WHAT TO PRODUCE: Take every line from the listing below that includes "true" and copy it.
------ DATASET CONTENT ------
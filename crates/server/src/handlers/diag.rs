//! Operational self-check: confirms the store credentials are present and
//! the database answers, and reports the most recent lead as a liveness hint.

use crate::state::AppState;
use axum::{
    extract::State,
    http::StatusCode,
    response::{IntoResponse, Response},
    Json,
};
use buyback::tables;
use serde_json::{json, Value};
use tracing::error;

/// Handler for `GET /admin/diag`.
///
/// Probes `buyback_leads` with a one-row select. A reachable database
/// yields `{ ok: true, db: "ok", last }`; any store failure is reported
/// as a 500 with the underlying message so the operator can tell
/// credentials from connectivity problems.
pub async fn diag_handler(State(app_state): State<AppState>) -> Response {
    let has_url = !app_state.config.store.url.is_empty();
    let has_service_key = !app_state.config.store.service_role_key.is_empty();

    let probe = app_state
        .store
        .select(
            tables::LEADS,
            &[
                ("select".to_string(), "id,created_at".to_string()),
                ("order".to_string(), "created_at.desc".to_string()),
                ("limit".to_string(), "1".to_string()),
            ],
        )
        .await;

    match probe {
        Ok(rows) => {
            let last = rows.into_iter().next().map(Value::Object);
            Json(json!({
                "ok": true,
                "has_url": has_url,
                "has_service_key": has_service_key,
                "db": "ok",
                "last": last,
            }))
            .into_response()
        }
        Err(err) => {
            error!("Diagnostics probe failed: {err}");
            (
                StatusCode::INTERNAL_SERVER_ERROR,
                Json(json!({
                    "ok": false,
                    "has_url": has_url,
                    "has_service_key": has_service_key,
                    "db": "fail",
                    "error": err.to_string(),
                })),
            )
                .into_response()
        }
    }
}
------
FINAL ANSWER:
/// yields `{ ok: true, db: "ok", last }`; any store failure is reported
                "ok": true,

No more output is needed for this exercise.